Dependency Graph Discovery for Maven-ish Artifacts
Cartographer builds on the Atlas artifact identity and graph database APIs, adding facilities for graph discovery and querying / traversal.
Developer Info
How to Write a New Functional Test
Functional tests in Cartographer are defined as part of its TCK (in the tck
module). This is because Cartographer exposes several interfaces that form a sort of SPI which could be used as integration points into a larger application. A perfect example of this is the Depgrapher add-on for AProx, which provides AProx-specific implementations for interfaces that resolve graph source URIs and download content for graph discovery and traversal. The TCK itself defines an interface called CartoTCKDriver
, which is intended to provide the context-specific mechanisms for some of the setup tasks required to run the TCK tests.
The ftests
module provides a standalone implementation of CartoTCKDriver
, so the tests can be run without embedding Cartographer in another application.
Anatomy
Each test in the TCK consists of a filesytem directory structure under src/main/resources
and a JUnit test (in src/main/java
). The directory structure looks like this:
graphs/
└── simple-dep
├── dto
│ └── pom.json
├── output
│ └── deps.txt
└── repo
└── org
├── bar
│ └── dep
│ └── 1.1
│ ├── dep-1.1.jar
│ └── dep-1.1.pom
└── foo
└── consumer
└── 1
├── consumer-1.jar
└── consumer-1.pom
The corresponding JUnit test looks like this:
package org.commonjava.maven.cartographer.ftest;
import org.apache.maven.model.Model;
import org.commonjava.maven.cartographer.dto.PomRecipe;
import org.junit.Test;
public class SimpleProjectWithOneDepDownloadTest
extends AbstractCartographerTCK
{
private static final String PROJECT = "simple-dep";
@Test
public void run()
throws Exception
{
final String dto = "pom.json";
final String depsTxt = "deps.txt";
final String repoResource = "/repo/org/foo/consumer/1/consumer-1.pom";
final int repoResourceTrim = 5;
final String alias = "test";
aliasRepo( alias, repoResource, repoResourceTrim );
final PomRecipe recipe = readRecipe( dto, PomRecipe.class );
final Model pom = carto.getRenderer()
.generatePOM( recipe );
assertPomDeps( pom, false, depsTxt );
}
@Override
protected String getTestDir()
{
return PROJECT;
}
}
NOTE: Why src/main/...
? Remember, this module provides the tests without a driver. To run, the module will have to be listed as a dependency in another project/module that provides the driver implementation. This other project/module will also have to provide Surefire configuration to scan the TCK module for tests to run.

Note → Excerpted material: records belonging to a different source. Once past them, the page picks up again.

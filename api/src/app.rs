//! Application factory
//!
//! Builds the actix-web `App` from shared state: request tracing, CORS,
//! JSON body limits with the JSON error shape, routes and the 404 fallback.

use actix_web::{
    body::MessageBody,
    dev::{ServiceFactory, ServiceRequest, ServiceResponse},
    web, App,
};
use tracing_actix_web::TracingLogger;

use otp_core::repositories::OtpRepository;
use otp_core::services::verification::SmsServiceTrait;

use crate::handlers::{json_error_handler, not_found};
use crate::middleware::create_cors;
use crate::routes::{self, AppState};

/// JSON extractor configuration shared by every route
pub fn json_config(limit: usize) -> web::JsonConfig {
    web::JsonConfig::default()
        .limit(limit)
        .error_handler(json_error_handler)
}

/// Create and configure the application with all dependencies
pub fn create_app<R, S>(
    app_state: web::Data<AppState<R, S>>,
    json_limit: usize,
) -> App<
    impl ServiceFactory<
        ServiceRequest,
        Config = (),
        Response = ServiceResponse<impl MessageBody>,
        Error = actix_web::Error,
        InitError = (),
    >,
>
where
    R: OtpRepository + ?Sized + 'static,
    S: SmsServiceTrait + ?Sized + 'static,
{
    App::new()
        .app_data(app_state)
        .app_data(json_config(json_limit))
        .wrap(create_cors())
        .wrap(TracingLogger::default())
        .configure(routes::configure::<R, S>)
        .default_service(web::route().to(not_found))
}
//! OTP lifecycle engine
//!
//! Generation with per-phone rate limiting and purpose-scoped invalidation,
//! attempt-limited verification, resend with cooldown, and expiry purging.

mod config;
mod generator;
mod phone;
mod service;

#[cfg(test)]
mod tests;

pub use config::OtpServiceConfig;
pub use generator::NumericCodeGenerator;
pub use phone::PhoneValidator;
pub use service::OtpService;
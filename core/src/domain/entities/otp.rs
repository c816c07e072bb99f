//! One-time passcode record, the sole persistent entity.

use chrono::{DateTime, Duration, Utc};
use constant_time_eq::constant_time_eq;
use serde::{Deserialize, Serialize};
use uuid::Uuid;

use crate::domain::value_objects::OtpPurpose;
use crate::errors::{DomainError, DomainResult};

/// Default number of verification attempts per record
pub const DEFAULT_MAX_ATTEMPTS: i32 = 3;

/// Lifecycle state derived from a record's fields
#[derive(Debug, Clone, Copy, PartialEq, Eq, Serialize, Deserialize)]
#[serde(rename_all = "snake_case")]
pub enum OtpStatus {
    Active,
    Verified,
    Expired,
    AttemptsExhausted,
}

/// OTP record bound to a phone number and a purpose
#[derive(Debug, Clone, PartialEq, Eq, Serialize, Deserialize)]
pub struct OtpRecord {
    /// Unique identifier
    pub id: Uuid,

    /// Canonical phone number (E.164-like, e.g. +994501234567)
    pub phone_number: String,

    /// Fixed-length numeric code
    pub code: String,

    /// What the code was issued for
    pub purpose: OtpPurpose,

    /// Whether the code has been successfully verified
    pub verified: bool,

    /// Verification attempts consumed so far
    pub attempts: i32,

    /// Attempt bound; `attempts` reaches it exactly when exhausted
    pub max_attempts: i32,

    pub expires_at: DateTime<Utc>,
    pub created_at: DateTime<Utc>,
    pub updated_at: DateTime<Utc>,

    /// Set once, when verification succeeds
    pub verified_at: Option<DateTime<Utc>>,
}

impl OtpRecord {
    /// Creates a fresh, active record expiring `validity` from now
    pub fn new(
        phone_number: String,
        code: String,
        purpose: OtpPurpose,
        validity: Duration,
        max_attempts: i32,
    ) -> Self {
        let now = Utc::now();

        Self {
            id: Uuid::new_v4(),
            phone_number,
            code,
            purpose,
            verified: false,
            attempts: 0,
            max_attempts,
            expires_at: now + validity,
            created_at: now,
            updated_at: now,
            verified_at: None,
        }
    }

    /// `true` once `now` is past `expires_at`
    pub fn is_expired(&self) -> bool {
        Utc::now() > self.expires_at
    }

    pub fn can_attempt(&self) -> bool {
        self.attempts < self.max_attempts
    }

    /// A record is valid iff not expired, not verified and attempts remain
    pub fn is_valid(&self) -> bool {
        !self.is_expired() && !self.verified && self.can_attempt()
    }

    /// Derived lifecycle state, terminal states taking precedence in the
    /// same order verification checks them
    pub fn status(&self) -> OtpStatus {
        if self.verified {
            OtpStatus::Verified
        } else if self.is_expired() {
            OtpStatus::Expired
        } else if !self.can_attempt() {
            OtpStatus::AttemptsExhausted
        } else {
            OtpStatus::Active
        }
    }

    /// Checks `input_code` against this record
    ///
    /// State checks run first and never consume an attempt. Past them the
    /// attempt is consumed whether or not the code matches, so the caller
    /// must persist the record on every outcome.
    pub fn verify(&mut self, input_code: &str) -> DomainResult<()> {
        if self.verified {
            return Err(DomainError::OtpAlreadyUsed);
        }
        if self.is_expired() {
            return Err(DomainError::OtpExpired);
        }
        if !self.can_attempt() {
            return Err(DomainError::MaxAttemptsReached);
        }

        let now = Utc::now();
        self.attempts += 1;
        self.updated_at = now;

        if !constant_time_eq(self.code.as_bytes(), input_code.as_bytes()) {
            return Err(DomainError::InvalidOtpCode);
        }

        self.verified = true;
        self.verified_at = Some(now);
        Ok(())
    }

    /// Forces the record into the exhausted state without deleting it
    pub fn invalidate(&mut self) {
        self.attempts = self.max_attempts;
        self.updated_at = Utc::now();
    }

    /// Remaining attempts (0 if exhausted)
    pub fn remaining_attempts(&self) -> i32 {
        (self.max_attempts - self.attempts).max(0)
    }

    /// Time until expiration, or zero if expired
    pub fn time_until_expiration(&self) -> Duration {
        let now = Utc::now();
        if self.expires_at > now {
            self.expires_at - now
        } else {
            Duration::zero()
        }
    }
}
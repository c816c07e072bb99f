//! Types for orchestration results

use chrono::{DateTime, Utc};
use uuid::Uuid;

use crate::domain::entities::{OtpRecord, OtpStatus};
use crate::domain::value_objects::OtpPurpose;
use crate::errors::DomainError;

/// Result of issuing a code
#[derive(Debug, Clone)]
pub struct SendOtpResult {
    pub otp_id: Uuid,
    /// Canonical phone the code was sent to
    pub phone_number: String,
    pub purpose: OtpPurpose,
    pub expires_at: DateTime<Utc>,
    pub expires_in_seconds: i64,
    /// The SMS message ID from the provider
    pub message_id: String,
}

/// Result of re-issuing a code
#[derive(Debug, Clone)]
pub struct ResendOtpResult {
    pub otp_id: Uuid,
    pub expires_in_seconds: i64,
    pub message_id: String,
}

/// Result of verifying a code
///
/// Verification failures are an expected outcome and come back here with
/// `success == false`; only faults are returned as errors.
#[derive(Debug, Clone)]
pub struct VerifyOtpResult {
    pub success: bool,
    pub message: String,
    pub verified_at: Option<DateTime<Utc>>,
    /// The failure, when `success` is false
    pub failure: Option<DomainError>,
}

/// Record view without the code
#[derive(Debug, Clone)]
pub struct OtpStatusResult {
    pub id: Uuid,
    /// Masked phone number
    pub phone_number: String,
    pub purpose: OtpPurpose,
    pub status: OtpStatus,
    pub attempts: i32,
    pub max_attempts: i32,
    pub remaining_attempts: i32,
    pub expires_at: DateTime<Utc>,
    pub created_at: DateTime<Utc>,
    pub verified_at: Option<DateTime<Utc>>,
}

impl From<&OtpRecord> for OtpStatusResult {
    fn from(record: &OtpRecord) -> Self {
        Self {
            id: record.id,
            phone_number: otp_shared::mask_phone_number(&record.phone_number),
            purpose: record.purpose,
            status: record.status(),
            attempts: record.attempts,
            max_attempts: record.max_attempts,
            remaining_attempts: record.remaining_attempts(),
            expires_at: record.expires_at,
            created_at: record.created_at,
            verified_at: record.verified_at,
        }
    }
}

/// SMS body for a freshly issued code
pub fn sms_message(code: &str, purpose: OtpPurpose, validity_minutes: i64) -> String {
    format!(
        "Your {} code is: {}. Valid for {} minutes. Do not share this code.",
        purpose.label(),
        code,
        validity_minutes
    )
}

/// Human-readable reason for a failed request
pub fn failure_message(error: &DomainError) -> &'static str {
    match error {
        DomainError::OtpExpired => "OTP has expired. Please request a new one.",
        DomainError::OtpAlreadyUsed => "OTP has already been used. Please request a new one.",
        DomainError::MaxAttemptsReached => {
            "Maximum verification attempts reached. Please request a new OTP."
        }
        DomainError::InvalidOtpCode => "Invalid OTP code. Please try again.",
        DomainError::OtpNotFound => "OTP not found. Please request a new one.",
        DomainError::RateLimitExceeded { .. } => {
            "Too many requests. Please wait before requesting a new OTP."
        }
        _ => "Verification failed. Please try again.",
    }
}
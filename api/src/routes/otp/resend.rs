use actix_web::{web, HttpResponse};
use validator::Validate;

use otp_core::repositories::OtpRepository;
use otp_core::services::verification::SmsServiceTrait;
use otp_shared::mask_phone_number;

use crate::dto::{ResendOtpRequest, ResendOtpResponse};
use crate::handlers::{handle_domain_error, invalid_request};
use crate::routes::AppState;

/// Handler for POST /api/v1/otp/resend
///
/// Answers 429 `RATE_LIMIT` while the previous code is still valid and was
/// issued within the resend cooldown.
pub async fn resend_otp<R, S>(
    state: web::Data<AppState<R, S>>,
    request: web::Json<ResendOtpRequest>,
) -> HttpResponse
where
    R: OtpRepository + ?Sized + 'static,
    S: SmsServiceTrait + ?Sized + 'static,
{
    let request = request.into_inner();
    if let Err(errors) = request.validate() {
        tracing::warn!(errors = %errors, "Validation failed for resend request");
        return invalid_request();
    }

    match state
        .verification_service
        .resend_otp(&request.phone_number, request.purpose)
        .await
    {
        Ok(result) => HttpResponse::Ok().json(ResendOtpResponse {
            success: true,
            message: "OTP resent successfully".to_string(),
            expires_in_seconds: result.expires_in_seconds,
        }),
        Err(error) => {
            tracing::warn!(
                phone = %mask_phone_number(&request.phone_number),
                error = %error,
                "Failed to resend OTP"
            );
            handle_domain_error(&error)
        }
    }
}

Some more information about the key parts of each TCK test:
- The JUnit test class. These are defined with one test method per class, to allow for the best possible parallelization in Surefire when the Maven build runs. Because of this, the test class name becomes a sort of descriptor for the test itself, which means the method name itself can be something simple like
run()
. This approach also ensures the output files intarget/surefire-reports
are associated 1:1 with each test. - The DTO JSON File. This is a JSON representation of a recipe which would be passed into a given Cartographer ops class (eg.
ResolveOps.resolve(..)
). I have been using the keytest
for the source location, then aliasing this key to the actual repository location (based on the classpath). Eventually, we may need to introduce further aliases for excluded source locations or tests that use multiple locations. - The Repository. Graph discovery depends on resolving POMs from a repository. However, we don't have to resolve from a HTTP repository; Galley (the tranport API) provides transports that work with file, jar, and zip locations (that is, paths within a given zip/jar file). Using this, we can setup an alias for eg. the
test
repository to the classpath location of the relevantrepo/
resource pathParts. - The Expected Output. In the above example, we're providing a simple listing of
<groupId>:<artifactId>:<version>:<type>[:<classifier>]
that should be found in the generated POM. We will use helper methods to read these files and apply the appropriate assertions to the output.
The JUnit class can't be parameterized easily (except possibly as categories of operations) because we need to provide logic as to which operations should be tested and how to assert the results.